History of the Peloponnesian War

Thucydides

Thucydides. The English works of Thomas Hobbes of Malmesbury. Hobbes, Thomas. translator. London: John Bohn, 1843.

Epidamnus is a city situated on the right hand to such as enter into the Ionian Gulf. Bordering upon it are the Taulantii, barbarians, a people of Illyris.

This was planted by the Corcyraeans; but the captain of the colony was one Phalius, the son of Heratoclidas, a Corinthian of the lineage of Hercules, and, according to an ancient custom, called to this charge out of the metropolitan city.

Besides that, the colony itself consisted in part of Corinthians and others of the Doric nation. In process of time the city of Epidamnus became great and populous;

and having for many years together been annoyed with sedition, was by a war, as is reported, made upon them by the confining barbarians brought low and deprived of the greatest part of their power.

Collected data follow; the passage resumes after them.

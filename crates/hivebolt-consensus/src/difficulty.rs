/// Single-step difficulty retarget.
///
/// Compares the actual time the last adjustment window took against the
/// expected `interval × target_block_time`: twice too fast steps up by one,
/// twice too slow steps down by one (floor 1), anything in between leaves
/// the difficulty alone. Inputs are block timestamps, so every replica
/// computes the identical result.
pub fn retarget(current: u32, actual_span_ms: u64, expected_span_ms: u64) -> u32 {
    if actual_span_ms < expected_span_ms / 2 {
        current.saturating_add(1)
    } else if actual_span_ms > expected_span_ms.saturating_mul(2) {
        current.saturating_sub(1).max(1)
    } else {
        current
    }
}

But that which was the last accident before this war was that the nobility, forced by the commons to fly the city, went and joined with the barbarians and both by land and sea robbed those that remained within.

The Epidamnians that were in the town, oppressed in this manner, sent their ambassadors to Corcyra, as being their mother city, praying the Corcyraeans not to see them perish but to reconcile unto them those whom they had driven forth and to put an end to the barbarian war.

And this they entreated in the form of suppliants, sitting down in the temple of Juno. But the Corcyraeans, not admitting their supplication, sent them away again without effect.